Asian Media Access has collected 280 MN residents’ surveys about home electrification preferences, offered in English, Chinese, Vietnamese and Hmong. Residents were asked: “If you had the choice, which would you prefer to live in (assuming costs and other features are the same)?” with options for fully electric, hybrid (electric heating/water + gas stove), all-gas/oil, don’t know, or no preference.
Overall Results: Strong Support for Electrification
When asked directly, 83.6% of residents support electrification to some degree:
- 4% prefer fully electric homes (all appliances powered by electricity)
- 2% prefer hybrid systems (electricity for heating and water heating, but retain gas stoves for cooking)

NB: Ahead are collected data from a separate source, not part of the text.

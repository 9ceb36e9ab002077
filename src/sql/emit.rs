//! Query text emission.
//!
//! ```text
//! SELECT [DISTINCT] <projection>
//! FROM <source0> A[, <source1> B ...]
//! [WHERE <predicate>]
//! [ORDER BY <key> ASC|DESC, ...]
//! ```
//!
//! Parenthesization: a left operand is wrapped when its operator binds less
//! tightly than its parent's; a right operand is wrapped unless it is a literal
//! or a parameter; `NOT` always wraps its operand.
//!
//! Booleans are emitted differently depending on position. In a predicate
//! position (WHERE, CASE conditions, AND/OR/NOT operands) a bare boolean value
//! becomes `x = TRUE` and a boolean branch becomes its AND/OR expansion; in a
//! value position a comparison becomes `CASE WHEN ... THEN TRUE ELSE FALSE END`.

use super::dialect::{Dialect, QueryDialect};
use super::expr::{
    lit_bool, lit_int, BinaryOperator, Expr, ExprExt, Literal, UnaryOperator,
};
use super::query::{QueryModel, SortDir, SourceOrigin};
use super::token::{Token, TokenStream};

/// Two-letter words that are never used as aliases.
const RESERVED_ALIASES: &[&str] = &["AS", "BY", "IN", "IS", "OF", "ON", "OR", "TO"];

/// The `n`-th name in the sequence `A..Z, AA, AB, ...` (bijective base 26).
fn alias_name(mut n: usize) -> String {
    let mut letters = Vec::new();
    loop {
        letters.push(b'A' + (n % 26) as u8);
        if n < 26 {
            break;
        }
        n = n / 26 - 1;
    }
    letters.reverse();
    String::from_utf8_lossy(&letters).into_owned()
}

/// Aliases for `count` sources, in source order.
pub fn aliases(count: usize) -> Vec<String> {
    (0..)
        .map(alias_name)
        .filter(|name| !RESERVED_ALIASES.contains(&name.as_str()))
        .take(count)
        .collect()
}

/// Emit the full query text for a model.
pub fn emit(model: &QueryModel, dialect: Dialect) -> TokenStream {
    Emitter::new(model, dialect).query()
}

/// Emit the full query as a string.
pub fn to_text(model: &QueryModel, dialect: Dialect) -> String {
    emit(model, dialect).serialize(dialect)
}

struct Emitter<'q> {
    model: &'q QueryModel,
    dialect: Dialect,
    aliases: Vec<String>,
}

impl<'q> Emitter<'q> {
    fn new(model: &'q QueryModel, dialect: Dialect) -> Self {
        Self {
            model,
            dialect,
            aliases: aliases(model.sources().len()),
        }
    }

    fn alias(&self, index: usize) -> Token {
        Token::Alias(self.aliases.get(index).cloned().unwrap_or_default())
    }

    fn query(&self) -> TokenStream {
        let mut ts = TokenStream::new();

        // SELECT
        ts.push(Token::Select).space();
        if self.model.is_distinct() {
            ts.push(Token::Distinct).space();
        }
        match self.model.projection() {
            Some(projection) => {
                for (i, column) in projection.columns().into_iter().enumerate() {
                    if i > 0 {
                        ts.comma().space();
                    }
                    self.value(column, &mut ts);
                }
            }
            None => {
                ts.push(self.alias(0));
            }
        }

        // FROM
        ts.space().push(Token::From).space();
        for (i, origin) in self.model.sources().iter().enumerate() {
            if i > 0 {
                ts.comma().space();
            }
            match origin {
                SourceOrigin::Root { entity } => {
                    ts.push(Token::EntityName(entity.clone()));
                }
                SourceOrigin::Path { parent, path, .. } => {
                    ts.push(self.alias(parent.0));
                    for segment in path {
                        ts.push(Token::Dot).push(Token::Attribute(segment.clone()));
                    }
                }
            }
            ts.space().push(self.alias(i));
        }

        // WHERE
        if let Some(predicate) = self.model.predicate() {
            ts.space().push(Token::Where).space();
            self.predicate(predicate, &mut ts);
        }

        // ORDER BY
        if !self.model.ordering().is_empty() {
            ts.space().push(Token::OrderBy).space();
            for (i, key) in self.model.ordering().iter().enumerate() {
                if i > 0 {
                    ts.comma().space();
                }
                self.value(&key.expr, &mut ts);
                ts.space().push(match key.dir {
                    SortDir::Asc => Token::Asc,
                    SortDir::Desc => Token::Desc,
                });
            }
        }

        ts
    }

    // -------------------------------------------------------------------------
    // Predicate position
    // -------------------------------------------------------------------------

    fn predicate(&self, expr: &Expr, ts: &mut TokenStream) {
        self.emit_predicate_form(&predicate_form(expr), ts);
    }

    /// Emit an expression already rewritten by [`predicate_form`].
    fn emit_predicate_form(&self, expr: &Expr, ts: &mut TokenStream) {
        match expr {
            Expr::BinaryOp { left, op, right } if op.is_logical() => {
                self.binary(left, *op, right, ts, Self::emit_predicate_form);
            }
            Expr::UnaryOp {
                op: UnaryOperator::Not,
                expr,
            } => {
                ts.push(Token::Not).space().lparen();
                self.emit_predicate_form(expr, ts);
                ts.rparen();
            }
            other => self.plain(other, ts),
        }
    }

    // -------------------------------------------------------------------------
    // Value position
    // -------------------------------------------------------------------------

    fn value(&self, expr: &Expr, ts: &mut TokenStream) {
        if is_predicate_node(expr) {
            ts.push(Token::Case).space().push(Token::When).space();
            self.predicate(expr, ts);
            ts.space().push(Token::Then).space().push(Token::LitBool(true));
            ts.space().push(Token::Else).space().push(Token::LitBool(false));
            ts.space().push(Token::End);
        } else {
            self.plain(expr, ts);
        }
    }

    /// Emit a node whose operands are all in value position.
    fn plain(&self, expr: &Expr, ts: &mut TokenStream) {
        match expr {
            Expr::Constant(lit) => {
                ts.push(match lit {
                    Literal::Int(n) => Token::LitInt(*n),
                    Literal::Float(f) => Token::LitFloat(*f),
                    Literal::String(s) => Token::LitString(s.clone()),
                    Literal::Bool(b) => Token::LitBool(*b),
                    Literal::Null => Token::LitNull,
                });
            }

            Expr::Parameter { name, .. } => {
                ts.push(Token::Parameter(name.clone()));
            }

            Expr::SourceRef { source, .. } => {
                ts.push(self.alias(source.0));
            }

            Expr::FieldAccess { base, path, .. } => {
                self.value(base, ts);
                for segment in path {
                    ts.push(Token::Dot).push(Token::Attribute(segment.clone()));
                }
            }

            Expr::BinaryOp { left, op, right } => match op {
                BinaryOperator::Mod => self.call("MOD", &[left, right], ts),
                BinaryOperator::Concat if !self.dialect.supports_concat_operator() => {
                    self.call("CONCAT", &[left, right], ts)
                }
                op if op.is_logical() => self.value(expr, ts),
                _ => self.binary(left, *op, right, ts, Self::value),
            },

            Expr::UnaryOp { op, expr: operand } => match op {
                UnaryOperator::Minus => {
                    ts.push(Token::Minus);
                    self.wrapped(operand, wrap_after_minus(operand), ts);
                }
                UnaryOperator::IsNull | UnaryOperator::IsNotNull => {
                    self.wrapped(operand, matches!(**operand, Expr::BinaryOp { .. }), ts);
                    ts.space().push(match op {
                        UnaryOperator::IsNull => Token::IsNull,
                        _ => Token::IsNotNull,
                    });
                }
                UnaryOperator::Not => self.value(expr, ts),
            },

            Expr::Conditional {
                cond,
                then,
                otherwise,
            } => {
                ts.push(Token::Case).space().push(Token::When).space();
                self.predicate(cond, ts);
                ts.space().push(Token::Then).space();
                self.value(then, ts);
                ts.space().push(Token::Else).space();
                self.value(otherwise, ts);
                ts.space().push(Token::End);
            }

            Expr::Tuple { elements, .. } => {
                for (i, element) in elements.iter().enumerate() {
                    if i > 0 {
                        ts.comma().space();
                    }
                    self.value(element, ts);
                }
            }

            Expr::Aggregate {
                kind,
                arg,
                distinct,
            } => {
                ts.push(Token::FunctionName(kind.name().into())).lparen();
                if *distinct {
                    ts.push(Token::Distinct).space();
                }
                self.value(arg, ts);
                ts.rparen();
            }

            Expr::Function { func, args } => {
                let args: Vec<&Expr> = args.iter().collect();
                self.call(func.name(), &args, ts);
            }

            // Rejected by QueryModel::validate before emission.
            Expr::Unsupported { .. } => {
                ts.push(Token::LitNull);
            }
        }
    }

    fn call(&self, name: &str, args: &[&Expr], ts: &mut TokenStream) {
        ts.push(Token::FunctionName(name.into())).lparen();
        for (i, arg) in args.iter().enumerate() {
            if i > 0 {
                ts.comma().space();
            }
            self.value(arg, ts);
        }
        ts.rparen();
    }

    fn binary(
        &self,
        left: &Expr,
        op: BinaryOperator,
        right: &Expr,
        ts: &mut TokenStream,
        operand: fn(&Self, &Expr, &mut TokenStream),
    ) {
        let wrap_left = matches!(left, Expr::BinaryOp { op: inner, .. } if inner.precedence() < op.precedence());
        let wrap_right = !right.is_leaf_value();

        if wrap_left {
            ts.lparen();
        }
        operand(self, left, ts);
        if wrap_left {
            ts.rparen();
        }
        ts.space().push(operator_token(op)).space();
        if wrap_right {
            ts.lparen();
        }
        operand(self, right, ts);
        if wrap_right {
            ts.rparen();
        }
    }

    fn wrapped(&self, expr: &Expr, wrap: bool, ts: &mut TokenStream) {
        if wrap {
            ts.lparen();
        }
        self.value(expr, ts);
        if wrap {
            ts.rparen();
        }
    }
}

fn operator_token(op: BinaryOperator) -> Token {
    match op {
        BinaryOperator::Eq => Token::Eq,
        BinaryOperator::Ne => Token::Ne,
        BinaryOperator::Lt => Token::Lt,
        BinaryOperator::Gt => Token::Gt,
        BinaryOperator::Lte => Token::Lte,
        BinaryOperator::Gte => Token::Gte,
        BinaryOperator::And => Token::And,
        BinaryOperator::Or => Token::Or,
        BinaryOperator::Plus => Token::Plus,
        BinaryOperator::Minus => Token::Minus,
        BinaryOperator::Mul => Token::Mul,
        BinaryOperator::Div => Token::Div,
        BinaryOperator::Concat => Token::Concat,
        // Emitted as MOD(a, b) before reaching here.
        BinaryOperator::Mod => Token::FunctionName("MOD".into()),
    }
}

/// Operands of a unary minus that are parenthesized. A second `-` right after
/// the first would start a `--` comment.
fn wrap_after_minus(expr: &Expr) -> bool {
    match expr {
        Expr::BinaryOp { .. } | Expr::UnaryOp { .. } => true,
        Expr::Constant(Literal::Int(n)) => *n < 0,
        Expr::Constant(Literal::Float(f)) => f.is_sign_negative(),
        _ => false,
    }
}

/// Nodes that are conditions rather than values.
fn is_predicate_node(expr: &Expr) -> bool {
    match expr {
        Expr::BinaryOp { op, .. } => op.is_comparison() || op.is_logical(),
        Expr::UnaryOp { op, .. } => matches!(
            op,
            UnaryOperator::Not | UnaryOperator::IsNull | UnaryOperator::IsNotNull
        ),
        _ => false,
    }
}

/// Rewrite a boolean expression so every leaf is a condition.
fn predicate_form(expr: &Expr) -> Expr {
    match expr {
        Expr::BinaryOp { left, op, right } if op.is_logical() => Expr::BinaryOp {
            left: Box::new(predicate_form(left)),
            op: *op,
            right: Box::new(predicate_form(right)),
        },
        Expr::UnaryOp {
            op: UnaryOperator::Not,
            expr,
        } => predicate_form(expr).not(),
        e if is_predicate_node(e) => e.clone(),
        Expr::Conditional {
            cond,
            then,
            otherwise,
        } => {
            let cond = predicate_form(cond);
            let taken = cond.clone().and(predicate_form(then));
            let skipped = cond.not().and(predicate_form(otherwise));
            taken.or(skipped)
        }
        Expr::Constant(Literal::Bool(b)) => lit_int(1).eq(lit_int(if *b { 1 } else { 0 })),
        other => other.clone().eq(lit_bool(true)),
    }
}

// =============================================================================
// Tests
// =============================================================================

- 1% prefer all-gas/oil systems
- 3% answered “don’t know,” “no preference,” or had incomplete responses
The survey results demonstrate strong overall support for home electrification, with 83.6% of respondents favoring either fully electric or hybrid homes when costs and features are comparable. A majority (55.4%) prefer fully electric homes, while 28.2% favor a hybrid approach that uses electricity for heating and water heating but retains a gas stove for cooking. This suggests that while residents are largely open to electrification, cooking remains an area where many continue to value gas appliances. Only 2.1% prefer all-gas or oil systems. Notably, 14.3% of respondents were unsure or had no preference, highlighting a continued need for education, outreach, and culturally and linguistically appropriate information about home electrification options.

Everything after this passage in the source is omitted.